TASK ITEM: If a line below contains the string "Serialize", copy it out.

SUPPLIED ENTRIES:
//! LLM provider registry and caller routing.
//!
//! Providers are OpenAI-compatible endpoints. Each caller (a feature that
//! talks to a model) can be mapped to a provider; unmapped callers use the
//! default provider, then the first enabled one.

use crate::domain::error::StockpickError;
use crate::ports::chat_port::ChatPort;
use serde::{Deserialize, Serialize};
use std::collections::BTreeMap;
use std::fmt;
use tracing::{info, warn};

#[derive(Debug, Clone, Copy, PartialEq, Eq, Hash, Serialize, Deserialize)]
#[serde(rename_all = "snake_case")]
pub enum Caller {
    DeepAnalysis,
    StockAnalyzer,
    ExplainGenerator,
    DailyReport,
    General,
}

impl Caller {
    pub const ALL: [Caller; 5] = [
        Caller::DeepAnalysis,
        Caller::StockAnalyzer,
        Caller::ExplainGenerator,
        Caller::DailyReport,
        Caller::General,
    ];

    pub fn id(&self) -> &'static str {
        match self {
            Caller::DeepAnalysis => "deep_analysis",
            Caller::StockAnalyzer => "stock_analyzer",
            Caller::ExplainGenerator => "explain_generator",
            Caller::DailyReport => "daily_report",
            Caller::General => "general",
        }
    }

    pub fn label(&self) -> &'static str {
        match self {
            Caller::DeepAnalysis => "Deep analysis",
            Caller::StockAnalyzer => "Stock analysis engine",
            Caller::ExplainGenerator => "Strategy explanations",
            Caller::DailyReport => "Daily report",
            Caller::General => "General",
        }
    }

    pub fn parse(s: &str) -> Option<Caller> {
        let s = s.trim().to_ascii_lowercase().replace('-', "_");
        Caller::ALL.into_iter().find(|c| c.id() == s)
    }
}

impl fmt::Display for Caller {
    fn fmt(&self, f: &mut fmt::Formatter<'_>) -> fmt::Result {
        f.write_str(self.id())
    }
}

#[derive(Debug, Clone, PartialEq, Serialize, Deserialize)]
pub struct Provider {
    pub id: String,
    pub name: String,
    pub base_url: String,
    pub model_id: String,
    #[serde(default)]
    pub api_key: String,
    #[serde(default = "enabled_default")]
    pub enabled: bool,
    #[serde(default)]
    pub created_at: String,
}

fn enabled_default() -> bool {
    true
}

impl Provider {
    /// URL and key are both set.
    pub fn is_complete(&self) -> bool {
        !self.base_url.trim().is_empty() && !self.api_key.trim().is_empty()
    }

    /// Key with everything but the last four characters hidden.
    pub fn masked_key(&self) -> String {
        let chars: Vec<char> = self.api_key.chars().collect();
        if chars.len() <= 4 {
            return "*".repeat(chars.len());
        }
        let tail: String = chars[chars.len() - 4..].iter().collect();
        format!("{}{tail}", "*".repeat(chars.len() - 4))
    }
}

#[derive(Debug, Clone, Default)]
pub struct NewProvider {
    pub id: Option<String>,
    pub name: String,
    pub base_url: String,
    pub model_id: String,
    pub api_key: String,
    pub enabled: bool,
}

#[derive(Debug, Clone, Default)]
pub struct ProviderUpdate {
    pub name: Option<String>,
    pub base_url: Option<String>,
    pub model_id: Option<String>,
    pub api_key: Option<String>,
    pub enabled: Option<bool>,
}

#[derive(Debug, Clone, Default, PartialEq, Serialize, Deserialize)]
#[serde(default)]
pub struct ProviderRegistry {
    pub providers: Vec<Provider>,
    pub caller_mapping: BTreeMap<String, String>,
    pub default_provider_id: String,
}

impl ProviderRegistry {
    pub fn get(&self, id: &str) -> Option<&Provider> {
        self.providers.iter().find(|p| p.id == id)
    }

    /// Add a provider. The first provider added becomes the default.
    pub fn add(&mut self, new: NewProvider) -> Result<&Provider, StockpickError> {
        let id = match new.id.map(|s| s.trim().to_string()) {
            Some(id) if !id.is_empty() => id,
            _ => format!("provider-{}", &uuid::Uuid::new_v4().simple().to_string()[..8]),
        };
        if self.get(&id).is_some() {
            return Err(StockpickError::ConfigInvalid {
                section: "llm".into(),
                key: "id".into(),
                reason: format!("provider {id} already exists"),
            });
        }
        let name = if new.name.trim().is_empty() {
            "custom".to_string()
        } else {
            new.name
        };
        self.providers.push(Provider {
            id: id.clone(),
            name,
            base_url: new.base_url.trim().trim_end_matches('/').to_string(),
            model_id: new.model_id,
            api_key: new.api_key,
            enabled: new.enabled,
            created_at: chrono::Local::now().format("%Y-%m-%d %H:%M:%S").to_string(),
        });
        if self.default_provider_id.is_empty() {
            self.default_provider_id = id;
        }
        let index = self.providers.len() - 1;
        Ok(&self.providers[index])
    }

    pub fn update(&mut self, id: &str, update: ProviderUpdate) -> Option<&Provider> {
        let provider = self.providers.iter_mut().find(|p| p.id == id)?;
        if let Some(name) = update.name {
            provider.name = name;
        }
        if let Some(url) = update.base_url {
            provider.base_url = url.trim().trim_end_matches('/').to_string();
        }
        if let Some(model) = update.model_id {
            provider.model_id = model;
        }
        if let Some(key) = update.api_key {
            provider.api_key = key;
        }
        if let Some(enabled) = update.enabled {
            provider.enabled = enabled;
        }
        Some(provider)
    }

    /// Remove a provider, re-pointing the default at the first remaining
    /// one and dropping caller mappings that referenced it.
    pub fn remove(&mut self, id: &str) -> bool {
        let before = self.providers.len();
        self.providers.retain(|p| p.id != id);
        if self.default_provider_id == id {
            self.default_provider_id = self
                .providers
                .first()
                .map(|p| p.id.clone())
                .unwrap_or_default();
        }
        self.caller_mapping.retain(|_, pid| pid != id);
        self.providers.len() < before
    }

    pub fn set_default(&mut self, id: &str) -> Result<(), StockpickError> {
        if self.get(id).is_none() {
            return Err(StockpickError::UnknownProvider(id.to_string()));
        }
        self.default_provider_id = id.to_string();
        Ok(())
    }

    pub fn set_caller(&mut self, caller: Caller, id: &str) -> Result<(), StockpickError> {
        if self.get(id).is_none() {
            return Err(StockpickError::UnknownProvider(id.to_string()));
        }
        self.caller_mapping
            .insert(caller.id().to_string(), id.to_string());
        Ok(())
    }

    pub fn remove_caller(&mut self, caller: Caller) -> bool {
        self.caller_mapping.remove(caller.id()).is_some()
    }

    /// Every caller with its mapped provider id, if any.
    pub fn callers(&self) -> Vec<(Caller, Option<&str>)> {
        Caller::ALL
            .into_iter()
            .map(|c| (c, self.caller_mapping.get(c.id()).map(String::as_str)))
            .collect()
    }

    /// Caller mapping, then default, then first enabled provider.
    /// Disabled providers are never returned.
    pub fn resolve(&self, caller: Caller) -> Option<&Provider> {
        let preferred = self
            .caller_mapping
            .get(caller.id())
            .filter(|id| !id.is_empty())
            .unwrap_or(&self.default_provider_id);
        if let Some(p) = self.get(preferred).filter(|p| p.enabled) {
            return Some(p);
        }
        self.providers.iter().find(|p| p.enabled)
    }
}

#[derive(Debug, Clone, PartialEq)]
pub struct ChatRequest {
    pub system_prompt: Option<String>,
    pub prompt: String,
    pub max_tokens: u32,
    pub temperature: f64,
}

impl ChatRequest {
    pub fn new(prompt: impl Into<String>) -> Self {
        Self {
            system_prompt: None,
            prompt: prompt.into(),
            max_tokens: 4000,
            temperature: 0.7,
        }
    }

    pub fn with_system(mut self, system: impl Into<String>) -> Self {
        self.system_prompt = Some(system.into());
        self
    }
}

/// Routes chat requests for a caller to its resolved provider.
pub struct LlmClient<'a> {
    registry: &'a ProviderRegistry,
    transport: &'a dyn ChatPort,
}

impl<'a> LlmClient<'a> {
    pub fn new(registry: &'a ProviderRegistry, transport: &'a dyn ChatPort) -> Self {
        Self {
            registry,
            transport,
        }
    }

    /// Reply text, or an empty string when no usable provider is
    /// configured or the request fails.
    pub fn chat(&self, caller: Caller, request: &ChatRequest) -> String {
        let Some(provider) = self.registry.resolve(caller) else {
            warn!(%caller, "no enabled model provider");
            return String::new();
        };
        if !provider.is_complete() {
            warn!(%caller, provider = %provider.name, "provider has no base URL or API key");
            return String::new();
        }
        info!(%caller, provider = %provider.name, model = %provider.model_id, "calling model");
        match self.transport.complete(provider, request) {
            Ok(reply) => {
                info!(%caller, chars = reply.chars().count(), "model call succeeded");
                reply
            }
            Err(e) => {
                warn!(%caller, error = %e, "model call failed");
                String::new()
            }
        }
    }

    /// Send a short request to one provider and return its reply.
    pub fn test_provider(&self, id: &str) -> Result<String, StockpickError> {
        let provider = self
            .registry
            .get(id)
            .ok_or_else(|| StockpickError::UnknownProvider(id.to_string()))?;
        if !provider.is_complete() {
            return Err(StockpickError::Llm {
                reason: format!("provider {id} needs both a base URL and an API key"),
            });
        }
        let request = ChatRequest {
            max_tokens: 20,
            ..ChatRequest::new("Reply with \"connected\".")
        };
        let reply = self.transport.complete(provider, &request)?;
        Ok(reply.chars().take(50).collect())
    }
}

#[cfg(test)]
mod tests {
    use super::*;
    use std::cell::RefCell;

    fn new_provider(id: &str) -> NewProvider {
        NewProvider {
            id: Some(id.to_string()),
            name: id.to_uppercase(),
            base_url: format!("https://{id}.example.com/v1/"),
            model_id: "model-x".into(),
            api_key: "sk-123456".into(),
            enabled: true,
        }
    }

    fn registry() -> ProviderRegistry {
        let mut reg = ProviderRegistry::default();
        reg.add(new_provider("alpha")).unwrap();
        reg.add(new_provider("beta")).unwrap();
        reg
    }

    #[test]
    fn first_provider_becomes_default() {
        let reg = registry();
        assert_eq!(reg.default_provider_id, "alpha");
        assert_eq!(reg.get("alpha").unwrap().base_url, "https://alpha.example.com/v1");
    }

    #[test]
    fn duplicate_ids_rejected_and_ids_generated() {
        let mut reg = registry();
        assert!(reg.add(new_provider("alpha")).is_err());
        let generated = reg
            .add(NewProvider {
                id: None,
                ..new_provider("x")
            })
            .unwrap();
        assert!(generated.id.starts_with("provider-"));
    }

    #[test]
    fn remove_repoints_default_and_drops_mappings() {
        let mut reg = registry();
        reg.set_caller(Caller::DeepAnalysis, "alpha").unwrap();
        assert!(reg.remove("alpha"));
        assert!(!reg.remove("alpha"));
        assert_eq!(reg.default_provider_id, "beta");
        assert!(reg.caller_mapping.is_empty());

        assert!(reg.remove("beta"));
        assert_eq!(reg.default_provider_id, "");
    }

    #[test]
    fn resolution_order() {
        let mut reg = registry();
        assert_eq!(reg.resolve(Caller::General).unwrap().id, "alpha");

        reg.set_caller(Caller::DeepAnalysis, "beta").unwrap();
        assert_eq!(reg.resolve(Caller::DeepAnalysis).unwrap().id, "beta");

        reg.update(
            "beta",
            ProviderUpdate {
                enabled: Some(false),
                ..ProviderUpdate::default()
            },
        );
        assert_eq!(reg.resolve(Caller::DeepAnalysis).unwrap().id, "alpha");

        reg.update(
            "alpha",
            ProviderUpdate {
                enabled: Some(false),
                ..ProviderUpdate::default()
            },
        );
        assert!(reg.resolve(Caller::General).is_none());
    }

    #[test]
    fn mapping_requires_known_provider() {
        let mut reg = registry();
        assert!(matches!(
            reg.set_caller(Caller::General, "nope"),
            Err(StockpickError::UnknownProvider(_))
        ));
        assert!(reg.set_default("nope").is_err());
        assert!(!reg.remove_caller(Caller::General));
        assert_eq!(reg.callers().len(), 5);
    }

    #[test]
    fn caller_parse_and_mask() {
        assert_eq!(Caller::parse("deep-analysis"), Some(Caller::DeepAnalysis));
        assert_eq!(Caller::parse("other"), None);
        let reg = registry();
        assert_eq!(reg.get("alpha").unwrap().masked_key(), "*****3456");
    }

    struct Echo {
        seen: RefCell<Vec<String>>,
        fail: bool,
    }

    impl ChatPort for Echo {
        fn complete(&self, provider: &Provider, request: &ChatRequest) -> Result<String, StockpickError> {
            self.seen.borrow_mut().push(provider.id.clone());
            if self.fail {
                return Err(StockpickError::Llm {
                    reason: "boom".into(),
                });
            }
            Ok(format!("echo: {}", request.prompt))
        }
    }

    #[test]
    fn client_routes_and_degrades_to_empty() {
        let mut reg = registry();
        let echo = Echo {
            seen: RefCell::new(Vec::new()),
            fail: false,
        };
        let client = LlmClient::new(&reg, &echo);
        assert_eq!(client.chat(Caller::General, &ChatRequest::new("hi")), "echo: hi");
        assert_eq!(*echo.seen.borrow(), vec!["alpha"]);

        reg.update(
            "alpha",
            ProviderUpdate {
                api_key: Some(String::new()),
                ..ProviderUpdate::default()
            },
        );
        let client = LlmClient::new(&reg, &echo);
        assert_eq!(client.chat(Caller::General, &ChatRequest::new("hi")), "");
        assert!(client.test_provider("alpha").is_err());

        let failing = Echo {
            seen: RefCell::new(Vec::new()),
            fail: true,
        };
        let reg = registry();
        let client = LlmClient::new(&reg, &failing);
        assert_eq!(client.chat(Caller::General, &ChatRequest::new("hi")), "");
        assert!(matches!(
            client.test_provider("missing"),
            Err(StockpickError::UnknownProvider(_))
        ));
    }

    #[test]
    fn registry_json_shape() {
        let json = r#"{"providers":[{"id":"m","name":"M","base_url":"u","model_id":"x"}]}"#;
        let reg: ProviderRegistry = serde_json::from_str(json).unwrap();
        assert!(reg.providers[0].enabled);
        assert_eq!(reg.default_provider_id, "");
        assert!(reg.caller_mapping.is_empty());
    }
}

RESPONSE TO THE EXERCISE:
use serde::{Deserialize, Serialize};
#[derive(Debug, Clone, Copy, PartialEq, Eq, Hash, Serialize, Deserialize)]
#[derive(Debug, Clone, PartialEq, Serialize, Deserialize)]
#[derive(Debug, Clone, Default, PartialEq, Serialize, Deserialize)]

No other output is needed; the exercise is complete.